* **Records provided**:
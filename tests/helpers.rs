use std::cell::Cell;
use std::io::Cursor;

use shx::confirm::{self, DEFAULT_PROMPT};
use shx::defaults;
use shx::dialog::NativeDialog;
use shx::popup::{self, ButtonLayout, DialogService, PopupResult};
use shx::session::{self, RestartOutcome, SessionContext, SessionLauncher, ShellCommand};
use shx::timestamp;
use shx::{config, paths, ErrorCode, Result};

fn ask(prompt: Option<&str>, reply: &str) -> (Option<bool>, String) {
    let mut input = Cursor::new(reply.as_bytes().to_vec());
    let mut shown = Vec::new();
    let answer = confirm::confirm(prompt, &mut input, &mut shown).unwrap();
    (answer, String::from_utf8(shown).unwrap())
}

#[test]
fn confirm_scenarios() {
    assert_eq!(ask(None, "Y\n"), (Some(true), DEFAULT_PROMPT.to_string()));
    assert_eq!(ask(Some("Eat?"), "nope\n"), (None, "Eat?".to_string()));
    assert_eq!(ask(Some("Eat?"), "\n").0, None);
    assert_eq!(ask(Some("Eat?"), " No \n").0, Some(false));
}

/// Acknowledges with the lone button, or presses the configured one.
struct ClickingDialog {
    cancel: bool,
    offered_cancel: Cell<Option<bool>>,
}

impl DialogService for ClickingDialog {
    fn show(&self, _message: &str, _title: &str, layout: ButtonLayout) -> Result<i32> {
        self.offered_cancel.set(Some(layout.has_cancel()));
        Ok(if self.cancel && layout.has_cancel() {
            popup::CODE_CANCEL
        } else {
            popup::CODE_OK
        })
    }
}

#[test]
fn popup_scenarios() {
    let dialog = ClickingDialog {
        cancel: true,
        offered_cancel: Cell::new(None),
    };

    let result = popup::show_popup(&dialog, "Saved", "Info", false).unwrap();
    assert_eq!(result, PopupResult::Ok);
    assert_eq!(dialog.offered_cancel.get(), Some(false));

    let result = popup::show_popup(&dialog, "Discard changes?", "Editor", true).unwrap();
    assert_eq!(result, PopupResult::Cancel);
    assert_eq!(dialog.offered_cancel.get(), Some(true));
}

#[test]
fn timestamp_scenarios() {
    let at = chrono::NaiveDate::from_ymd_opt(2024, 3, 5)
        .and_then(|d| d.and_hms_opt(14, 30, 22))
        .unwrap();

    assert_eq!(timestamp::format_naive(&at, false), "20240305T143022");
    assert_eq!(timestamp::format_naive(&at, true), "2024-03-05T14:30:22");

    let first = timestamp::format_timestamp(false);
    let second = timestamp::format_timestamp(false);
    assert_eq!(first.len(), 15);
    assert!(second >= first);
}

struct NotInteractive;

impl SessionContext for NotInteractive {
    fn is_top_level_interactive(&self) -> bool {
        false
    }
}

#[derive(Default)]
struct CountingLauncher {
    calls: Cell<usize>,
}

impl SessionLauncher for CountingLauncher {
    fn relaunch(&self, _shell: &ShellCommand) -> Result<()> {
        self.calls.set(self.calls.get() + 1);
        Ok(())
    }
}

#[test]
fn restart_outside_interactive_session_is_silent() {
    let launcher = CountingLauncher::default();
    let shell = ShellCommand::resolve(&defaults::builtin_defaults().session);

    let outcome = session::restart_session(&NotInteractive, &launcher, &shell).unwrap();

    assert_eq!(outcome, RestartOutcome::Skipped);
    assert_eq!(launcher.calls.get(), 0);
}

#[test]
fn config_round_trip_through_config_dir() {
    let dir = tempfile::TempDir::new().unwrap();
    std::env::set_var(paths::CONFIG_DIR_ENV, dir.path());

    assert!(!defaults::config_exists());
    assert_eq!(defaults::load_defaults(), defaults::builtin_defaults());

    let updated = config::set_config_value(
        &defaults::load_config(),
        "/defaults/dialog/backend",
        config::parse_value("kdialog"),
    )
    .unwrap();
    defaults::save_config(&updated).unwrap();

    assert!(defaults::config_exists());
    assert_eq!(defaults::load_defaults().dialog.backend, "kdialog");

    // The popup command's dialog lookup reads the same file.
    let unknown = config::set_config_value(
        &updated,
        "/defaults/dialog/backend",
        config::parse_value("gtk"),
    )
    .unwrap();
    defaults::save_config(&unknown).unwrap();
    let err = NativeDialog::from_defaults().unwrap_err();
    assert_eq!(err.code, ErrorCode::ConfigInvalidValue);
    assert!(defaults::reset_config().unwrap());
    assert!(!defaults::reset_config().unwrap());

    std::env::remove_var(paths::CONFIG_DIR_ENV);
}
==
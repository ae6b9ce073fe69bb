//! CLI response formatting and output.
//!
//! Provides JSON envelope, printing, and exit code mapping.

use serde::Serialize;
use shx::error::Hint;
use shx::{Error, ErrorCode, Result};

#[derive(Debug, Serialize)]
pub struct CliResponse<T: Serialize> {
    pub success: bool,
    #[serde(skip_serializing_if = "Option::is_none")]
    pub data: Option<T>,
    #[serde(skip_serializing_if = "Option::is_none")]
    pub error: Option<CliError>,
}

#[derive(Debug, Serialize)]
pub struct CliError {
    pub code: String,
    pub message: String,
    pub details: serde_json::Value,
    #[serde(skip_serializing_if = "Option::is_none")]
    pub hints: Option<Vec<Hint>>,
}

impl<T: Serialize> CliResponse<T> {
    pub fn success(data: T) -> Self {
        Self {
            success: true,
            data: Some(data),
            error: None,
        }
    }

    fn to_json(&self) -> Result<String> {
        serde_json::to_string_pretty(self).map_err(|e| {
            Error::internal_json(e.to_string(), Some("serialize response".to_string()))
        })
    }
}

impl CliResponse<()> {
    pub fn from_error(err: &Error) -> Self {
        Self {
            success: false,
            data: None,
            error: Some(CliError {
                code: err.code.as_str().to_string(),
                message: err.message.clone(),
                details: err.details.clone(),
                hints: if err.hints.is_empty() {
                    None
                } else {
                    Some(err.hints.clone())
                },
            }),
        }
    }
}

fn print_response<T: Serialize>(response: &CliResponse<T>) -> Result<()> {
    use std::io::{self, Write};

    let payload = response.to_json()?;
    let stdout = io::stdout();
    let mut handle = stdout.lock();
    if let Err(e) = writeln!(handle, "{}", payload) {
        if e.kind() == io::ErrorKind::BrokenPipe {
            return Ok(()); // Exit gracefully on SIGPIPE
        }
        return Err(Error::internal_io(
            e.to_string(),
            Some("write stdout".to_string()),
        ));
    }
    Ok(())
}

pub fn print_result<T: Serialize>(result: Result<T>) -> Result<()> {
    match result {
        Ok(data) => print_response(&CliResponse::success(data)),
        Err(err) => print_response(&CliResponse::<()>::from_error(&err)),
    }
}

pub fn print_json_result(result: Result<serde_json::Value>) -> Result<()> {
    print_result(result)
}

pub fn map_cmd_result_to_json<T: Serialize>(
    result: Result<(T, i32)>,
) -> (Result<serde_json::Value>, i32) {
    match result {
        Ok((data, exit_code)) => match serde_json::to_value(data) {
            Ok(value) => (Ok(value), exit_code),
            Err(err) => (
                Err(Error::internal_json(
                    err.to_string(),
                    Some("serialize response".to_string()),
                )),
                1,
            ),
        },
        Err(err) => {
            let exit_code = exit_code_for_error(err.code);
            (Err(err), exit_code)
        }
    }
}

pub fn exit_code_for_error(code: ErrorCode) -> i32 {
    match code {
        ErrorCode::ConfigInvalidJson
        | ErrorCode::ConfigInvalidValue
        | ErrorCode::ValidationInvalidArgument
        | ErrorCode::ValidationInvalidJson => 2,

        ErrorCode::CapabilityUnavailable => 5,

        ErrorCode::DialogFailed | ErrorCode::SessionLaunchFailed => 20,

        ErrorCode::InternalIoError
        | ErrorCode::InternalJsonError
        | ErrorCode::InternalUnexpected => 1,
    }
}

* **Required action**: What is the number of lines in the listing that include the word "ClickingDialog"? Give the number and no other text.

* **Finished task**: 3